EXERCISE PROMPT: Word for word, copy every line of the data.

#### DATA TO EXAMINE ####

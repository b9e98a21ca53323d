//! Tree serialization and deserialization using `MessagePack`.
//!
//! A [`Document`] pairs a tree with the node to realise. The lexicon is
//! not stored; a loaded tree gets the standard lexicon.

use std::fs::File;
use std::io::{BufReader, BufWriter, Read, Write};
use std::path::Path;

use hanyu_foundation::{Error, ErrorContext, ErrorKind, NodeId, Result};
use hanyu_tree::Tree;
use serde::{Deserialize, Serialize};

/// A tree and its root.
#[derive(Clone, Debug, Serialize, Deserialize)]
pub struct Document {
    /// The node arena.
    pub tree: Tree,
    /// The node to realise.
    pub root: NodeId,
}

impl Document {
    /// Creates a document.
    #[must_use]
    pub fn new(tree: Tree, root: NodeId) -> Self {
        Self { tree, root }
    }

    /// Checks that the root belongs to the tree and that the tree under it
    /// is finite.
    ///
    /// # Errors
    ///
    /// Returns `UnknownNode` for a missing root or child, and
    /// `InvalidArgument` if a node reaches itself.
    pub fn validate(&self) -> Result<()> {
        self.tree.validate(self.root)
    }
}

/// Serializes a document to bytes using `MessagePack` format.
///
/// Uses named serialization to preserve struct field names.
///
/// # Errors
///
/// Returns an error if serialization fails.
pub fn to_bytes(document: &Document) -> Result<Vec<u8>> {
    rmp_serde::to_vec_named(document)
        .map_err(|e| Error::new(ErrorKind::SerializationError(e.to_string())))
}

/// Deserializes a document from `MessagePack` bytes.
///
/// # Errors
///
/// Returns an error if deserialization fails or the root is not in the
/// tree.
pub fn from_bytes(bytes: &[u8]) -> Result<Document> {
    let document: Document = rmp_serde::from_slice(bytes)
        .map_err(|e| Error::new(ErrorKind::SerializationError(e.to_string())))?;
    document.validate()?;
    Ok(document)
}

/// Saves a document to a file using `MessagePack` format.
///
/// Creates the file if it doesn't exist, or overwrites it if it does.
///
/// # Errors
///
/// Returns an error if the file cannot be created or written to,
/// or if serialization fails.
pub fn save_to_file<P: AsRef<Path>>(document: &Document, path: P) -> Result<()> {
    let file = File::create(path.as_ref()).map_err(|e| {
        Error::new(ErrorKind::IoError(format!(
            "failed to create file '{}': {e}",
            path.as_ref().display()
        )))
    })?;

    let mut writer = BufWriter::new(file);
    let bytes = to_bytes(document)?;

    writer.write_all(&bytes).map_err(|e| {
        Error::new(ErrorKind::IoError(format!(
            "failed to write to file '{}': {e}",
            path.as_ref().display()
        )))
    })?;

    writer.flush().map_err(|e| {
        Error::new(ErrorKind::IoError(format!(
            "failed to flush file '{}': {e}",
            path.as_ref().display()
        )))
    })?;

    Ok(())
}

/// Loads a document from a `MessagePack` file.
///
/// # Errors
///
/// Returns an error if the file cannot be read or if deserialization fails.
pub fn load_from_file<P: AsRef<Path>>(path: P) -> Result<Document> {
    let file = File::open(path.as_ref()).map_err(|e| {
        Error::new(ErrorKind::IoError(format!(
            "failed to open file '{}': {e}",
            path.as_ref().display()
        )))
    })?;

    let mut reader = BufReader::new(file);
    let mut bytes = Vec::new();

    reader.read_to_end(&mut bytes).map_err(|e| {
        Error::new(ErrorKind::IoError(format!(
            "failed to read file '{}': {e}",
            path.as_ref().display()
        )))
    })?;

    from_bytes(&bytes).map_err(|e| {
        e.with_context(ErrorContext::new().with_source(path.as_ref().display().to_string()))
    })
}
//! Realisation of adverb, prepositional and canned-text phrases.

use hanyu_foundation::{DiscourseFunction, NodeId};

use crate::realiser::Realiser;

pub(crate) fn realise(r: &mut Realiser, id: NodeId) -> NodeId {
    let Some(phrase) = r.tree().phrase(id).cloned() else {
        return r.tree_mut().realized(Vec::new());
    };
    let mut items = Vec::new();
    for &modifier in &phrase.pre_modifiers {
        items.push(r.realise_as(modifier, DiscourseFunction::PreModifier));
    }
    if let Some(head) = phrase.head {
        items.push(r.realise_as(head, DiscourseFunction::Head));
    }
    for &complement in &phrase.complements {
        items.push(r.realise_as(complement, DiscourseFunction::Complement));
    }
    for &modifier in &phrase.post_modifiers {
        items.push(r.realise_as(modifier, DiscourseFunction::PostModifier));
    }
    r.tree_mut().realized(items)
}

####

SOLUTION FOR THIS EXERCISE:
repository b9e98a21ca53323d
//! Tree serialization and deserialization using `MessagePack`.
//!
//! A [`Document`] pairs a tree with the node to realise. The lexicon is
//! not stored; a loaded tree gets the standard lexicon.

use std::fs::File;
use std::io::{BufReader, BufWriter, Read, Write};
use std::path::Path;

use hanyu_foundation::{Error, ErrorContext, ErrorKind, NodeId, Result};
use hanyu_tree::Tree;
use serde::{Deserialize, Serialize};

/// A tree and its root.
#[derive(Clone, Debug, Serialize, Deserialize)]
pub struct Document {
    /// The node arena.
    pub tree: Tree,
    /// The node to realise.
    pub root: NodeId,
}

impl Document {
    /// Creates a document.
    #[must_use]
    pub fn new(tree: Tree, root: NodeId) -> Self {
        Self { tree, root }
    }

    /// Checks that the root belongs to the tree and that the tree under it
    /// is finite.
    ///
    /// # Errors
    ///
    /// Returns `UnknownNode` for a missing root or child, and
    /// `InvalidArgument` if a node reaches itself.
    pub fn validate(&self) -> Result<()> {
        self.tree.validate(self.root)
    }
}

/// Serializes a document to bytes using `MessagePack` format.
///
/// Uses named serialization to preserve struct field names.
///
/// # Errors
///
/// Returns an error if serialization fails.
pub fn to_bytes(document: &Document) -> Result<Vec<u8>> {
    rmp_serde::to_vec_named(document)
        .map_err(|e| Error::new(ErrorKind::SerializationError(e.to_string())))
}

/// Deserializes a document from `MessagePack` bytes.
///
/// # Errors
///
/// Returns an error if deserialization fails or the root is not in the
/// tree.
pub fn from_bytes(bytes: &[u8]) -> Result<Document> {
    let document: Document = rmp_serde::from_slice(bytes)
        .map_err(|e| Error::new(ErrorKind::SerializationError(e.to_string())))?;
    document.validate()?;
    Ok(document)
}

/// Saves a document to a file using `MessagePack` format.
///
/// Creates the file if it doesn't exist, or overwrites it if it does.
///
/// # Errors
///
/// Returns an error if the file cannot be created or written to,
/// or if serialization fails.
pub fn save_to_file<P: AsRef<Path>>(document: &Document, path: P) -> Result<()> {
    let file = File::create(path.as_ref()).map_err(|e| {
        Error::new(ErrorKind::IoError(format!(
            "failed to create file '{}': {e}",
            path.as_ref().display()
        )))
    })?;

    let mut writer = BufWriter::new(file);
    let bytes = to_bytes(document)?;

    writer.write_all(&bytes).map_err(|e| {
        Error::new(ErrorKind::IoError(format!(
            "failed to write to file '{}': {e}",
            path.as_ref().display()
        )))
    })?;

    writer.flush().map_err(|e| {
        Error::new(ErrorKind::IoError(format!(
            "failed to flush file '{}': {e}",
            path.as_ref().display()
        )))
    })?;

    Ok(())
}

/// Loads a document from a `MessagePack` file.
///
/// # Errors
///
/// Returns an error if the file cannot be read or if deserialization fails.
pub fn load_from_file<P: AsRef<Path>>(path: P) -> Result<Document> {
    let file = File::open(path.as_ref()).map_err(|e| {
        Error::new(ErrorKind::IoError(format!(
            "failed to open file '{}': {e}",
            path.as_ref().display()
        )))
    })?;

    let mut reader = BufReader::new(file);
    let mut bytes = Vec::new();

    reader.read_to_end(&mut bytes).map_err(|e| {
        Error::new(ErrorKind::IoError(format!(
            "failed to read file '{}': {e}",
            path.as_ref().display()
        )))
    })?;

    from_bytes(&bytes).map_err(|e| {
        e.with_context(ErrorContext::new().with_source(path.as_ref().display().to_string()))
    })
}
//! Realisation of adverb, prepositional and canned-text phrases.

use hanyu_foundation::{DiscourseFunction, NodeId};

use crate::realiser::Realiser;

pub(crate) fn realise(r: &mut Realiser, id: NodeId) -> NodeId {
    let Some(phrase) = r.tree().phrase(id).cloned() else {
        return r.tree_mut().realized(Vec::new());
    };
    let mut items = Vec::new();
    for &modifier in &phrase.pre_modifiers {
        items.push(r.realise_as(modifier, DiscourseFunction::PreModifier));
    }
    if let Some(head) = phrase.head {
        items.push(r.realise_as(head, DiscourseFunction::Head));
    }
    for &complement in &phrase.complements {
        items.push(r.realise_as(complement, DiscourseFunction::Complement));
    }
    for &modifier in &phrase.post_modifiers {
        items.push(r.realise_as(modifier, DiscourseFunction::PostModifier));
    }
    r.tree_mut().realized(items)
}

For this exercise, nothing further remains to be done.